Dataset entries
********************
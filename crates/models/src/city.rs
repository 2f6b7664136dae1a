use chrono::{DateTime, Utc};
use serde::{Deserialize, Deserializer, Serialize};
use serde_json::Value;
use uuid::Uuid;

use crate::errors::ModelError;
use crate::validation::{check_json_text, check_text, FieldErrors};

/// Message reported on `name` when the name+country pair is taken.
pub const DUPLICATE_CITY_MESSAGE: &str = "This city already exists in this country.";

/// A stored city. Serialized as-is both to the store file and in responses.
#[derive(Clone, Debug, Serialize, Deserialize, PartialEq, Eq)]
pub struct City {
    pub id: Uuid,
    pub name: String,
    pub country: String,
    pub created_at: DateTime<Utc>,
    pub updated_at: DateTime<Utc>,
}

impl City {
    /// Build a fresh record; both timestamps come from the same instant.
    pub fn new(input: CityInput, now: DateTime<Utc>) -> Self {
        Self {
            id: Uuid::new_v4(),
            name: input.name,
            country: input.country,
            created_at: now,
            updated_at: now,
        }
    }

    /// Case-insensitive comparison on both fields.
    pub fn is_same_place(&self, name: &str, country: &str) -> bool {
        same_text(&self.name, name) && same_text(&self.country, country)
    }

    /// Replace the supplied fields and refresh `updated_at`.
    pub fn apply(&mut self, patch: CityPatch, now: DateTime<Utc>) {
        if let Some(name) = patch.name {
            self.name = name;
        }
        if let Some(country) = patch.country {
            self.country = country;
        }
        self.updated_at = now;
    }
}

fn same_text(a: &str, b: &str) -> bool {
    a == b || a.to_lowercase() == b.to_lowercase()
}

/// Create input: both fields required.
#[derive(Clone, Debug, Serialize, Deserialize, PartialEq, Eq)]
pub struct CityInput {
    pub name: String,
    pub country: String,
}

impl CityInput {
    pub fn new(name: impl Into<String>, country: impl Into<String>) -> Self {
        Self { name: name.into(), country: country.into() }
    }

    /// Check lengths and return the trimmed input.
    pub fn validate(self) -> Result<Self, ModelError> {
        let mut errors = FieldErrors::new();
        let name = check_text("name", &self.name, &mut errors);
        let country = check_text("country", &self.country, &mut errors);
        match (name, country) {
            (Some(name), Some(country)) => errors.into_result(Self { name, country }),
            _ => Err(ModelError::Validation(errors)),
        }
    }
}

/// Update input: only supplied fields change.
#[derive(Clone, Debug, Default, Serialize, Deserialize, PartialEq, Eq)]
pub struct CityPatch {
    #[serde(default, skip_serializing_if = "Option::is_none")]
    pub name: Option<String>,
    #[serde(default, skip_serializing_if = "Option::is_none")]
    pub country: Option<String>,
}

impl CityPatch {
    pub fn name(mut self, name: impl Into<String>) -> Self {
        self.name = Some(name.into());
        self
    }

    pub fn country(mut self, country: impl Into<String>) -> Self {
        self.country = Some(country.into());
        self
    }

    pub fn is_empty(&self) -> bool {
        self.name.is_none() && self.country.is_none()
    }

    pub fn validate(self) -> Result<Self, ModelError> {
        let mut errors = FieldErrors::new();
        let name = self.name.and_then(|n| check_text("name", &n, &mut errors));
        let country = self.country.and_then(|c| check_text("country", &c, &mut errors));
        errors.into_result(Self { name, country })
    }
}

/// Raw request body. Fields stay untyped so wrong types surface as field
/// errors; an explicit `null` is kept apart from a missing key.
#[derive(Debug, Default, Deserialize)]
pub struct CityPayload {
    #[serde(default, deserialize_with = "present")]
    pub name: Option<Value>,
    #[serde(default, deserialize_with = "present")]
    pub country: Option<Value>,
}

fn present<'de, D>(deserializer: D) -> Result<Option<Value>, D::Error>
where
    D: Deserializer<'de>,
{
    Value::deserialize(deserializer).map(Some)
}

impl CityPayload {
    pub fn into_input(self) -> Result<CityInput, ModelError> {
        let mut errors = FieldErrors::new();
        let name = check_json_text("name", self.name.as_ref(), true, &mut errors);
        let country = check_json_text("country", self.country.as_ref(), true, &mut errors);
        match (name, country) {
            (Some(name), Some(country)) => errors.into_result(CityInput { name, country }),
            _ => Err(ModelError::Validation(errors)),
        }
    }

    pub fn into_patch(self) -> Result<CityPatch, ModelError> {
        let mut errors = FieldErrors::new();
        let name = check_json_text("name", self.name.as_ref(), false, &mut errors);
        let country = check_json_text("country", self.country.as_ref(), false, &mut errors);
        errors.into_result(CityPatch { name, country })
    }
}
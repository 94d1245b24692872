pub mod credit;
pub mod employee;
pub mod payment;
pub mod salary;
pub mod settlement;
pub mod summary;

use actix_web::{HttpResponse, error::InternalError, web};
use serde_json::json;

/// Record and report routes. Settlement routes are mounted separately so they
/// can carry their own rate limit.
pub fn configure(cfg: &mut web::ServiceConfig) {
    cfg.service(
        web::scope("/employees")
            // /employees
            .service(
                web::resource("")
                    .route(web::post().to(employee::create_employee))
                    .route(web::get().to(employee::list_employees)),
            )
            // /employees/{id}
            .service(
                web::resource("/{id}")
                    .route(web::get().to(employee::get_employee))
                    .route(web::put().to(employee::update_employee))
                    .route(web::delete().to(employee::delete_employee)),
            )
            .service(web::resource("/{id}/summary").route(web::get().to(summary::employee_summary)))
            .service(web::resource("/{id}/balance").route(web::get().to(summary::employee_balance))),
    )
    .service(
        web::scope("/salary-entries")
            .service(
                web::resource("")
                    .route(web::post().to(salary::create_salary_entry))
                    .route(web::get().to(salary::list_salary_entries))
                    .route(web::delete().to(salary::delete_all_salary_entries)),
            )
            .service(
                web::resource("/{id}")
                    .route(web::put().to(salary::update_salary_entry))
                    .route(web::delete().to(salary::delete_salary_entry)),
            ),
    )
    .service(
        web::scope("/credit-entries")
            .service(
                web::resource("")
                    .route(web::post().to(credit::create_credit_entry))
                    .route(web::get().to(credit::list_credit_entries))
                    .route(web::put().to(credit::replace_credit_entries)),
            )
            .service(
                web::resource("/{id}")
                    .route(web::put().to(credit::update_credit_entry))
                    .route(web::delete().to(credit::delete_credit_entry)),
            ),
    )
    .service(web::resource("/payments").route(web::get().to(payment::list_payments)))
    .service(web::resource("/summaries").route(web::get().to(summary::list_summaries)))
    .service(web::resource("/report").route(web::get().to(summary::report)));
}

/// Malformed JSON bodies get the same `{"message": ...}` shape as other errors.
pub fn json_config() -> web::JsonConfig {
    web::JsonConfig::default().error_handler(|err, _req| {
        let message = err.to_string();
        InternalError::from_response(
            err,
            HttpResponse::BadRequest().json(json!({ "message": message })),
        )
        .into()
    })
}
********************
Wherever the string "CityPatch" appears in a line of the records above, copy that line.

RESULT OF THIS TASK.
    pub fn apply(&mut self, patch: CityPatch, now: DateTime<Utc>) {
pub struct CityPatch {
impl CityPatch {
    pub fn into_patch(self) -> Result<CityPatch, ModelError> {
        errors.into_result(CityPatch { name, country })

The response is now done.